Early discontinuation and nonadherence to adjuvant hormonal therapy in a cohort of 8,769 early-stage breast cancer patients
[J]. ,PURPOSE: While studies have found that adjuvant hormonal therapy for hormone-sensitive breast cancer (BC) dramatically reduces recurrence and mortality, adherence to medications is suboptimal. We investigated the rates and predictors of early discontinuation and nonadherence to hormonal therapy in patients enrolled in Kaiser Permanente of Northern California health system. PATIENTS AND METHODS: We identified women diagnosed with hormone-sensitive stage I-III BC from 1996 to 2007 and used automated pharmacy records to identify hormonal therapy prescriptions and dates of refill.

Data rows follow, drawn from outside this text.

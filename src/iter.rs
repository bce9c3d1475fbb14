//! Circular and window iterators.
//!
//! Circular iterators walk the buffer (or its window) from any signed start
//! position, wrapping at the ends, for a bounded number of laps or forever.
//! A bounded iterator over `n` elements and `k` laps yields exactly `n * k`
//! items and then fuses; an unbounded one never finishes on its own, so cap
//! it with [`Iterator::take`] or a break condition.
//!
//! Window iterators traverse the region of interest in window-local flat
//! order (first dimension fastest). The mutable variant requires the window
//! to lie inside the full extent, which makes every yielded element distinct
//! and the `&mut` hand-out sound.

use std::iter::FusedIterator;
use std::marker::PhantomData;

use crate::buffer::RingBuffer;
use crate::dims::Dims;
use crate::index::circ_index;

// ============================================================================
// Circular iteration over the full extent
// ============================================================================

/// Circular iterator over a buffer's elements.
///
/// Returned by [`RingBuffer::circ_iter`] and [`RingBuffer::circ_iter_rev`].
#[derive(Debug, Clone)]
pub struct CircIter<'a, T> {
    data: &'a [T],
    pos: isize,
    step: isize,
    remaining: Option<usize>,
}

impl<'a, T> CircIter<'a, T> {
    fn new(data: &'a [T], start: isize, step: isize, max_laps: isize) -> Self {
        let remaining = if max_laps < 0 {
            None
        } else {
            Some(data.len().saturating_mul(max_laps as usize))
        };
        CircIter {
            data,
            pos: start,
            step,
            remaining,
        }
    }
}

impl<'a, T> Iterator for CircIter<'a, T> {
    type Item = &'a T;

    fn next(&mut self) -> Option<&'a T> {
        if self.data.is_empty() {
            return None;
        }
        match self.remaining.as_mut() {
            Some(0) => return None,
            Some(n) => *n -= 1,
            None => {}
        }
        let item = &self.data[circ_index(self.pos, self.data.len())];
        self.pos = self.pos.wrapping_add(self.step);
        Some(item)
    }

    fn size_hint(&self) -> (usize, Option<usize>) {
        if self.data.is_empty() {
            return (0, Some(0));
        }
        match self.remaining {
            Some(n) => (n, Some(n)),
            None => (usize::MAX, None),
        }
    }
}

impl<T> FusedIterator for CircIter<'_, T> {}

// ============================================================================
// Window iteration
// ============================================================================

/// Linear iterator over the window in window-local flat order.
///
/// Returned by [`RingBuffer::roi_iter`].
#[derive(Debug, Clone)]
pub struct RoiIter<'a, T> {
    buf: &'a RingBuffer<T>,
    front: usize,
    back: usize,
}

impl<'a, T> Iterator for RoiIter<'a, T> {
    type Item = &'a T;

    fn next(&mut self) -> Option<&'a T> {
        if self.front == self.back {
            return None;
        }
        let item = self.buf.roi_at(self.front);
        self.front += 1;
        Some(item)
    }

    fn size_hint(&self) -> (usize, Option<usize>) {
        let n = self.back - self.front;
        (n, Some(n))
    }
}

impl<'a, T> DoubleEndedIterator for RoiIter<'a, T> {
    fn next_back(&mut self) -> Option<&'a T> {
        if self.front == self.back {
            return None;
        }
        self.back -= 1;
        Some(self.buf.roi_at(self.back))
    }
}

impl<T> ExactSizeIterator for RoiIter<'_, T> {}
impl<T> FusedIterator for RoiIter<'_, T> {}

/// Mutable linear iterator over the window.
///
/// Returned by [`RingBuffer::roi_iter_mut`]. Holds a snapshot of the window
/// and the full-extent strides so the borrow of the buffer stays opaque.
#[derive(Debug)]
pub struct RoiIterMut<'a, T> {
    head: *mut T,
    roi: Dims,
    strides: Vec<usize>,
    front: usize,
    back: usize,
    _marker: PhantomData<&'a mut T>,
}

impl<'a, T> Iterator for RoiIterMut<'a, T> {
    type Item = &'a mut T;

    fn next(&mut self) -> Option<&'a mut T> {
        if self.front == self.back {
            return None;
        }
        let base = window_base(&self.roi, &self.strides, self.front);
        self.front += 1;
        // Distinct local indices map to distinct base indices inside a
        // contained window, so no element is handed out twice.
        Some(unsafe { &mut *self.head.add(base) })
    }

    fn size_hint(&self) -> (usize, Option<usize>) {
        let n = self.back - self.front;
        (n, Some(n))
    }
}

impl<'a, T> DoubleEndedIterator for RoiIterMut<'a, T> {
    fn next_back(&mut self) -> Option<&'a mut T> {
        if self.front == self.back {
            return None;
        }
        self.back -= 1;
        let base = window_base(&self.roi, &self.strides, self.back);
        Some(unsafe { &mut *self.head.add(base) })
    }
}

impl<T> ExactSizeIterator for RoiIterMut<'_, T> {}
impl<T> FusedIterator for RoiIterMut<'_, T> {}

/// Circular iterator over the window.
///
/// Returned by [`RingBuffer::circ_roi_iter`] and
/// [`RingBuffer::circ_roi_iter_rev`].
#[derive(Debug, Clone)]
pub struct CircRoiIter<'a, T> {
    buf: &'a RingBuffer<T>,
    pos: isize,
    step: isize,
    remaining: Option<usize>,
}

impl<'a, T> Iterator for CircRoiIter<'a, T> {
    type Item = &'a T;

    fn next(&mut self) -> Option<&'a T> {
        let len = self.buf.roi_len();
        if len == 0 {
            return None;
        }
        match self.remaining.as_mut() {
            Some(0) => return None,
            Some(n) => *n -= 1,
            None => {}
        }
        let item = self.buf.roi_at(circ_index(self.pos, len));
        self.pos = self.pos.wrapping_add(self.step);
        Some(item)
    }

    fn size_hint(&self) -> (usize, Option<usize>) {
        if self.buf.roi_len() == 0 {
            return (0, Some(0));
        }
        match self.remaining {
            Some(n) => (n, Some(n)),
            None => (usize::MAX, None),
        }
    }
}

impl<T> FusedIterator for CircRoiIter<'_, T> {}

/// Local-to-base translation against an explicit window and stride set.
#[inline]
fn window_base(roi: &Dims, strides: &[usize], flat: usize) -> usize {
    let mut rem = flat;
    let mut base = 0usize;
    for d in (0..roi.rank()).rev() {
        let coord = rem / roi.stride(d);
        rem %= roi.stride(d);
        base += (coord + roi.offset(d)) * strides[d];
    }
    base
}

// ============================================================================
// Constructors
// ============================================================================

impl<T> RingBuffer<T> {
    /// Iterates circularly from `start`, wrapping at the ends.
    ///
    /// `max_laps < 0` iterates forever; otherwise the iterator yields
    /// `len() * max_laps` elements and fuses.
    pub fn circ_iter(&self, start: isize, max_laps: isize) -> CircIter<'_, T> {
        CircIter::new(self.data(), start, 1, max_laps)
    }

    /// Like [`RingBuffer::circ_iter`] but walking backwards.
    pub fn circ_iter_rev(&self, start: isize, max_laps: isize) -> CircIter<'_, T> {
        CircIter::new(self.data(), start, -1, max_laps)
    }

    /// Iterates the window once in window-local flat order.
    pub fn roi_iter(&self) -> RoiIter<'_, T> {
        RoiIter {
            buf: self,
            front: 0,
            back: self.roi_len(),
        }
    }

    /// Mutably iterates the window once in window-local flat order.
    ///
    /// # Panics
    ///
    /// Panics if the window exceeds the full extent, since overlapping
    /// translations would alias.
    pub fn roi_iter_mut(&mut self) -> RoiIterMut<'_, T> {
        assert!(self.roi_contained(), "window exceeds the full extent");
        let back = self.roi_len();
        RoiIterMut {
            head: self.storage.head_ptr(),
            roi: self.roi.clone(),
            strides: self.dims.strides().to_vec(),
            front: 0,
            back,
            _marker: PhantomData,
        }
    }

    /// Iterates the window circularly from window-local `start`.
    ///
    /// `max_laps < 0` iterates forever; otherwise the iterator yields
    /// `roi_len() * max_laps` elements and fuses.
    pub fn circ_roi_iter(&self, start: isize, max_laps: isize) -> CircRoiIter<'_, T> {
        let remaining = if max_laps < 0 {
            None
        } else {
            Some(self.roi_len().saturating_mul(max_laps as usize))
        };
        CircRoiIter {
            buf: self,
            pos: start,
            step: 1,
            remaining,
        }
    }

    /// Like [`RingBuffer::circ_roi_iter`] but walking backwards.
    pub fn circ_roi_iter_rev(&self, start: isize, max_laps: isize) -> CircRoiIter<'_, T> {
        let remaining = if max_laps < 0 {
            None
        } else {
            Some(self.roi_len().saturating_mul(max_laps as usize))
        };
        CircRoiIter {
            buf: self,
            pos: start,
            step: -1,
            remaining,
        }
    }
}

// ============================================================================
// Parallel window iteration
// ============================================================================

#[cfg(feature = "parallel")]
mod parallel {
    use rayon::iter::plumbing::{bridge_unindexed, Folder, UnindexedConsumer, UnindexedProducer};
    use rayon::iter::ParallelIterator;

    use crate::buffer::RingBuffer;

    /// Parallel iterator over the window, in unspecified order.
    ///
    /// Returned by [`RingBuffer::par_roi_iter`]. Splits the largest window
    /// dimension until rayon stops asking.
    #[derive(Debug)]
    pub struct ParRoiIter<'a, T> {
        buf: &'a RingBuffer<T>,
        sizes: Vec<usize>,
        offsets: Vec<usize>,
    }

    struct RoiProducer<'a, T> {
        buf: &'a RingBuffer<T>,
        sizes: Vec<usize>,
        offsets: Vec<usize>,
    }

    /// Odometer walk over an absolute sub-window of the full extent.
    struct WindowWalk<'a, T> {
        buf: &'a RingBuffer<T>,
        sizes: Vec<usize>,
        idx: Vec<usize>,
        flat: usize,
        remaining: usize,
    }

    impl<'a, T> WindowWalk<'a, T> {
        fn new(buf: &'a RingBuffer<T>, sizes: Vec<usize>, offsets: Vec<usize>) -> Self {
            let remaining = sizes.iter().product();
            let flat = offsets
                .iter()
                .zip(buf.strides())
                .map(|(&o, &s)| o * s)
                .sum();
            WindowWalk {
                buf,
                idx: vec![0; sizes.len()],
                sizes,
                flat,
                remaining,
            }
        }
    }

    impl<'a, T> Iterator for WindowWalk<'a, T> {
        type Item = &'a T;

        fn next(&mut self) -> Option<&'a T> {
            if self.remaining == 0 {
                return None;
            }
            self.remaining -= 1;
            let item = unsafe { self.buf.at_unchecked(self.flat) };
            let mut d = 0;
            while d < self.sizes.len() {
                self.idx[d] += 1;
                self.flat += self.buf.stride(d);
                if self.idx[d] < self.sizes[d] {
                    break;
                }
                self.flat -= self.sizes[d] * self.buf.stride(d);
                self.idx[d] = 0;
                d += 1;
            }
            Some(item)
        }

        fn size_hint(&self) -> (usize, Option<usize>) {
            (self.remaining, Some(self.remaining))
        }
    }

    impl<'a, T: Send + Sync> UnindexedProducer for RoiProducer<'a, T> {
        type Item = &'a T;

        fn split(self) -> (Self, Option<Self>) {
            let len: usize = self.sizes.iter().product();
            if len <= 1 {
                return (self, None);
            }
            // Split the largest dimension in half.
            let (dim, &size) = match self.sizes.iter().enumerate().max_by_key(|&(_, &s)| s) {
                Some(found) => found,
                None => return (self, None),
            };
            if size <= 1 {
                return (self, None);
            }
            let mid = size / 2;
            let mut right_sizes = self.sizes.clone();
            let mut right_offsets = self.offsets.clone();
            right_sizes[dim] = size - mid;
            right_offsets[dim] += mid;
            let mut left = self;
            left.sizes[dim] = mid;
            let right = RoiProducer {
                buf: left.buf,
                sizes: right_sizes,
                offsets: right_offsets,
            };
            (left, Some(right))
        }

        fn fold_with<F>(self, folder: F) -> F
        where
            F: Folder<Self::Item>,
        {
            folder.consume_iter(WindowWalk::new(self.buf, self.sizes, self.offsets))
        }
    }

    impl<'a, T: Send + Sync> ParallelIterator for ParRoiIter<'a, T> {
        type Item = &'a T;

        fn drive_unindexed<C>(self, consumer: C) -> C::Result
        where
            C: UnindexedConsumer<Self::Item>,
        {
            bridge_unindexed(
                RoiProducer {
                    buf: self.buf,
                    sizes: self.sizes,
                    offsets: self.offsets,
                },
                consumer,
            )
        }

        fn opt_len(&self) -> Option<usize> {
            Some(self.sizes.iter().product())
        }
    }

    impl<T: Send + Sync> RingBuffer<T> {
        /// Iterates the window in parallel.
        ///
        /// The full extent needs no dedicated machinery; use
        /// `data().par_iter()` for that.
        ///
        /// # Panics
        ///
        /// Panics if the window exceeds the full extent.
        pub fn par_roi_iter(&self) -> ParRoiIter<'_, T> {
            assert!(
                self.roi_contained(),
                "window exceeds the full extent"
            );
            ParRoiIter {
                buf: self,
                sizes: self.roi().dims().to_vec(),
                offsets: self.roi().offsets().to_vec(),
            }
        }
    }
}

#[cfg(feature = "parallel")]
pub use parallel::ParRoiIter;
/// An N-dimensional dense buffer with circular addressing and streaming.
///
/// The buffer either owns its elements (after [`RingBuffer::create`]) or
/// aliases foreign memory (after one of the wrap operations). The ROI is a
/// second set of dimensional properties carving an offset sub-window out of
/// the full extent; it starts equal to the full extent and survives until
/// the shape changes.
///
/// # Example
///
/// ```
/// use ndring::RingBuffer;
///
/// let mut buf: RingBuffer<i32> = RingBuffer::new();
/// assert!(buf.create([4, 4]));
/// *buf.at2_mut(1, 2) = 7;
/// assert_eq!(*buf.at(2 * 4 + 1), 7);
/// ```
#[derive(Debug, Default)]
pub struct RingBuffer<T> {
    pub(crate) dims: Dims,
    pub(crate) roi: Dims,
    pub(crate) storage: Storage<T>,
    pub(crate) stream: StreamCore,
}

// SAFETY: all mutation reachable through a shared reference goes through the
// streaming layer, which writes into the storage cells behind its admission
// lock and publishes the write position with release/acquire atomics. Wrapped foreign
// memory must outlive the buffer per the wrap contracts, which are the only
// way a non-owned pointer gets in.
unsafe impl<T: Send> Send for RingBuffer<T> {}
unsafe impl<T: Send + Sync> Sync for RingBuffer<T> {}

We used Cox proportional hazards regression models to analyze factors associated with early discontinuation and nonadherence (medication possession ratio < 80%) of hormonal therapy. RESULTS: We identified 8,769 patients with BC who met our eligibility criteria and who filled at least one prescription for tamoxifen (43%), aromatase inhibitors (26%), or both (30%) within 1 year of diagnosis. Younger or older age, lumpectomy (v mastectomy), and comorbidities were associated with earlier discontinuation, while Asian race, being married, earlier year at diagnosis, receipt of chemotherapy or radiotherapy, and longer prescription refill interval were associated with completion of 4.5 years of therapy. Of those who continued therapy, similar factors were associated with full adherence. Women age younger than 40 years had the highest risk of discontinuation (hazard ratio, 1.51; 95% CI, 1.23 to 1.85). By 4.5 years, 32% discontinued therapy, and of those who continued, 72% were fully adherent. CONCLUSION: Only 49% of patients with BC took adjuvant hormonal therapy for the full duration at the optimal schedule. Younger women are at high risk of nonadherence. Interventions to improve adherence and continuation of hormonal therapy are needed, especially for younger women.